The Muslim religious “authorities” are all over the place as you would expect from a semi decentralized and internally feuding religion. Apparently they all come down on the side of the mother’s life over the fetus. But as to how far along in gestation abortion is allowed when the mother’s life is not at issue it ranges from 0 to 120 days. It is one issue of many that gets argued over.

Le Wik: Islam_and_abortion

Most other places in Europe or the anglosphere aren’t religious enough to make for titanic fights. I know there have been notable fights in places like Ireland and Poland. eg. Ireland, in 2018, changed their constitution to remove the anti-abortion clause after a referendum (turnout was 64%, of that 66% voted to repeal). Ireland now has statute law that makes it illegal after 12 weeks (and with the usual exceptions), but only for the abortionist, not the pregnant mother.

Ireland Legal Timeline

China has abortion legal at all stages of pregnancy. It used to be encouraged to control population issues. China is officially atheist and has been for enough generations to make that stick in the minds of the people, so there doesn’t appear to be much dissent. OTOH, they now have population growth issues and are expanding child care and other supports.
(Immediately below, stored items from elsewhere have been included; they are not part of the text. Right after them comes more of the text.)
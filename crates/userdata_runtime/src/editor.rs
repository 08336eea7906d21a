//! Line editor abstraction for the prompt.
//!
//! The prompt reads commands through [`LineEditor`] so tests can feed it
//! scripted input instead of a terminal.

use rustyline::error::ReadlineError;
use rustyline::history::DefaultHistory;
use rustyline::{Config, Editor};

use userdata_foundation::{Error, ErrorKind, Result};

/// Result of reading a line from the editor.
#[derive(Debug)]
pub enum ReadResult {
    /// A line was successfully read.
    Line(String),
    /// User pressed Ctrl+C.
    Interrupted,
    /// User pressed Ctrl+D (EOF).
    Eof,
}

/// Abstraction over line editing functionality.
pub trait LineEditor {
    /// Read a line with the given prompt.
    ///
    /// # Errors
    ///
    /// Returns an error if reading from the terminal fails.
    fn read_line(&mut self, prompt: &str) -> Result<ReadResult>;

    /// Add a line to history.
    fn add_history(&mut self, line: &str);
}

/// Line editor implementation using rustyline.
pub struct RustylineEditor {
    editor: Editor<(), DefaultHistory>,
}

impl RustylineEditor {
    /// Creates a new rustyline-based editor.
    ///
    /// # Errors
    ///
    /// Returns an error if rustyline initialization fails.
    pub fn new() -> Result<Self> {
        let config = Config::builder()
            .auto_add_history(false)
            .max_history_size(100)
            .map_err(|e| Error::new(ErrorKind::Internal(e.to_string())))?
            .build();

        let editor = Editor::with_config(config)
            .map_err(|e| Error::new(ErrorKind::Internal(e.to_string())))?;

        Ok(Self { editor })
    }
}

impl LineEditor for RustylineEditor {
    fn read_line(&mut self, prompt: &str) -> Result<ReadResult> {
        match self.editor.readline(prompt) {
            Ok(line) => Ok(ReadResult::Line(line)),
            Err(ReadlineError::Interrupted) => Ok(ReadResult::Interrupted),
            Err(ReadlineError::Eof) => Ok(ReadResult::Eof),
            Err(e) => Err(Error::new(ErrorKind::Internal(e.to_string()))),
        }
    }

    fn add_history(&mut self, line: &str) {
        let _ = self.editor.add_history_entry(line);
    }
}
//! The host's own per-window userdata slot.

use std::rc::Rc;

use userdata_foundation::{BackendKind, Handle, UserData};

use crate::host::WindowHost;
use crate::store::UserdataStore;

/// Forwards to [`WindowHost::set_user_data`] and [`WindowHost::user_data`].
///
/// Every window already carries one pointer-sized slot, so there is nothing
/// to allocate or search. Setting a handle the host does not know is a no-op.
#[derive(Clone, Debug)]
pub struct NativeSlot {
    host: Rc<dyn WindowHost>,
}

impl NativeSlot {
    /// Creates a store over the host's userdata slots.
    #[must_use]
    pub fn new(host: Rc<dyn WindowHost>) -> Self {
        Self { host }
    }
}

impl UserdataStore for NativeSlot {
    fn set(&mut self, handle: Handle, data: UserData) {
        self.host.set_user_data(handle, Some(data));
    }

    fn get(&mut self, handle: Handle) -> Option<UserData> {
        self.host.user_data(handle)
    }

    fn description(&self) -> &'static str {
        "Host window userdata slot"
    }

    fn kind(&self) -> BackendKind {
        BackendKind::NativeSlot
    }
}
The Orthodox Church claims to have always been opposed to abortion, however it does have an exception for life of the mother issues. On the other hand, a lot of the Orthodox lands were Soviet Communist atheists, which have an attitude much like the CCP. So the churches may not have a lot of influence on the laws anymore. eg. Russia has 12 weeks, 22 weeks for rape, usual exceptions.

A sidenote is that the US federal system isn’t copied much, and has an unusual division of powers. US States were intended to be able to have State Churches, and all that implies legally (criminal codes, sumptuary laws…) However, between the 14th amendment and the Progressive era, a lot of power concentrated at the federal level in an uncomfortable one-size-fits-all fashion, arguably incorrectly. That, plus the stronger than normal position religion has in US life (and it’s finer grained sect fragmentation) made for a lot of strife on the matter. I have hope that the recent SC decision to return the issue to the States will eventually smooth things out as the people lobby and vote for their positions in a normal political process.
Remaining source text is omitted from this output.